Tex. Bus. Org. Code § 21.954

Current with legislation from the 2023 Regular and Special Sessions signed by the Governor as of November 21, 2023.
Section 21.954 - Certain Amendments, Mergers, Exchanges, and Conversions; Voter Approval Required
(a) Notwithstanding any other provision of this chapter, a domestic for-profit corporation that is not a public benefit corporation may not, without the approval of the owners of two-thirds of the outstanding shares of the corporation entitled to vote on the matter, which must be a vote by class or series of shares if otherwise required by Section 21.364, 21.457, or 21.458:
(1) amend the corporation's certificate of formation to comply with the requirements of Section 3.007(e) to elect for the corporation to be governed as a public benefit corporation;
(2) merge or effect an interest exchange with another entity if, as a result of the merger or exchange, the shares in the corporation would become, or be converted into or exchanged for the right to receive, shares or other equity interests in a domestic or foreign public benefit corporation or similar entity; or
(3) convert into a foreign public benefit corporation or similar entity.
(b) Subsection (a) does not apply until the corporation has issued and outstanding shares of the corporation's capital stock.

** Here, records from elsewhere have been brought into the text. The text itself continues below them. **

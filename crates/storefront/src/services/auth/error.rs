//! Authentication error types.

use thiserror::Error;

use bazaar_core::UsernameError;

use crate::db::RepositoryError;

/// Errors that can occur during authentication operations.
#[derive(Debug, Error)]
pub enum AuthError {
    /// Username does not meet the format rules.
    #[error("invalid username: {0}")]
    InvalidUsername(#[from] UsernameError),

    /// Invalid credentials (wrong password or user not found).
    #[error("invalid credentials")]
    InvalidCredentials,

    /// User not found.
    #[error("user not found")]
    UserNotFound,

    /// Username is already registered.
    #[error("username already exists")]
    UsernameTaken,

    /// Password too weak or invalid.
    #[error("password validation failed: {0}")]
    WeakPassword(String),

    /// Repository/database error.
    #[error("database error: {0}")]
    Repository(#[from] RepositoryError),

    /// Password hashing error.
    #[error("password hashing error")]
    PasswordHash,
}
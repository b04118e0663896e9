//! HTTP route handlers for the storefront API.
//!
//! # Route Structure
//!
//! ```text
//! # Auth
//! POST   /api/login          - Log in, binds the session
//! POST   /api/register       - Create a buyer account and log in
//! POST   /api/logout         - Destroy the session
//! GET    /api/me             - The logged-in user
//!
//! # Catalog
//! GET    /api/products       - Product listing (public)
//! POST   /api/products       - Add a product (admin)
//! DELETE /api/products/{id}  - Remove a product (admin)
//!
//! # Messages (requires auth)
//! GET    /api/messages       - Messages visible to the caller
//! POST   /api/messages       - Send a message
//! ```

pub mod auth;
pub mod messages;
pub mod products;

use axum::{
    Router,
    routing::{delete, get, post},
};

use bazaar_core::api::paths;

use crate::state::AppState;

/// All `/api` routes.
pub fn api_routes() -> Router<AppState> {
    Router::new()
        .route(paths::LOGIN, post(auth::login))
        .route(paths::REGISTER, post(auth::register))
        .route(paths::LOGOUT, post(auth::logout))
        .route(paths::ME, get(auth::me))
        .route(paths::PRODUCTS, get(products::index).post(products::create))
        .route("/api/products/{id}", delete(products::destroy))
        .route(paths::MESSAGES, get(messages::index).post(messages::create))
}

(c) A domestic entity that is not a domestic for-profit corporation may not, without the approval of the owners of two-thirds of the outstanding ownership interests of the entity entitled to vote on the matter:
(1) merge or effect an interest exchange with another entity if, as a result of the merger or exchange, the ownership interests in the entity would become, or be converted into or exchanged for the right to receive, shares or other equity interests in a domestic or foreign public benefit corporation or similar entity; or
(2) convert into a domestic or foreign public benefit corporation or similar entity.

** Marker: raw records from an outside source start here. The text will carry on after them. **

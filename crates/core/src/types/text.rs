//! Non-blank text type.

use core::fmt;

use serde::{Deserialize, Serialize};

/// Errors that can occur when parsing [`NonEmptyText`].
#[derive(thiserror::Error, Debug, Clone, PartialEq, Eq)]
pub enum TextError {
    /// The input is empty or whitespace only.
    #[error("cannot be empty")]
    Blank,
}

/// Text that contains at least one non-whitespace character.
///
/// The original text is preserved as written; only the emptiness check looks
/// past surrounding whitespace.
///
/// ```
/// use bazaar_core::NonEmptyText;
///
/// assert!(NonEmptyText::parse("hello").is_ok());
/// assert!(NonEmptyText::parse("   ").is_err());
/// ```
#[derive(Debug, Clone, Serialize, Deserialize, PartialEq, Eq, Hash)]
#[serde(try_from = "String", into = "String")]
pub struct NonEmptyText(String);

impl NonEmptyText {
    /// Parse non-blank text.
    ///
    /// # Errors
    ///
    /// Returns `TextError::Blank` if the input is empty or whitespace only.
    pub fn parse(s: &str) -> Result<Self, TextError> {
        if s.trim().is_empty() {
            return Err(TextError::Blank);
        }
        Ok(Self(s.to_owned()))
    }

    /// Returns the text as a string slice.
    #[must_use]
    pub fn as_str(&self) -> &str {
        &self.0
    }

    /// Consumes the wrapper and returns the inner string.
    #[must_use]
    pub fn into_inner(self) -> String {
        self.0
    }
}

impl fmt::Display for NonEmptyText {
    fn fmt(&self, f: &mut fmt::Formatter<'_>) -> fmt::Result {
        f.write_str(&self.0)
    }
}

impl TryFrom<String> for NonEmptyText {
    type Error = TextError;

    fn try_from(value: String) -> Result<Self, Self::Error> {
        Self::parse(&value)
    }
}

impl From<NonEmptyText> for String {
    fn from(text: NonEmptyText) -> Self {
        text.0
    }
}

impl AsRef<str> for NonEmptyText {
    fn as_ref(&self) -> &str {
        &self.0
    }
}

(d) Notwithstanding any other provision of this chapter, a public benefit corporation may not, without the approval of two-thirds of the outstanding shares of the corporation entitled to vote on the matter, which must be a vote by class or series of shares if otherwise required by Section 21.364, 21.457, or 21.458:
(1) amend the corporation's certificate of formation to delete or amend a provision required by Section 3.007(e) or described by Section 21.957(c);
(2) convert into a domestic or foreign entity:
(A) that is not a public benefit corporation or similar entity; and
(B) that does not contain in its certificate of formation or similar governing document provisions identical to the provisions in the certificate of formation of the public benefit corporation containing the public benefit or benefits specified under Section 3.007(e) or imposing requirements under Section 21.957(c); or
(3) merge or effect an interest exchange with another entity if, as a result of the merger or exchange, the shares in the corporation would become, or be converted into or exchanged for the right to receive, shares or other equity interests in a domestic or foreign entity:
(A) that is not a public benefit corporation or similar entity; and
(B) that does not contain in its certificate of formation or similar governing document provisions identical to the provisions in the certificate of formation of the public benefit corporation containing the public benefit or benefits specified under Section 3.007(e) or imposing requirements under Section 21.957(c).
(e) Notwithstanding any other provision of this section, a nonprofit corporation or nonprofit association may not:
(1) with respect to a merger governed by this section, be a party to the merger; or
(2) convert into a public benefit corporation.
(f) An owner of a domestic entity affected by an action described by this section has the rights of dissent and appraisal as an owner described by Section 10.354 and to the extent provided by Subchapter H, Chapter 10.

Tex. Bus. Org. Code § 21.954

Added by Acts 2017, Texas Acts of the 85th Leg. - Regular Session, ch. 776,Sec. 4, eff. 9/1/2017.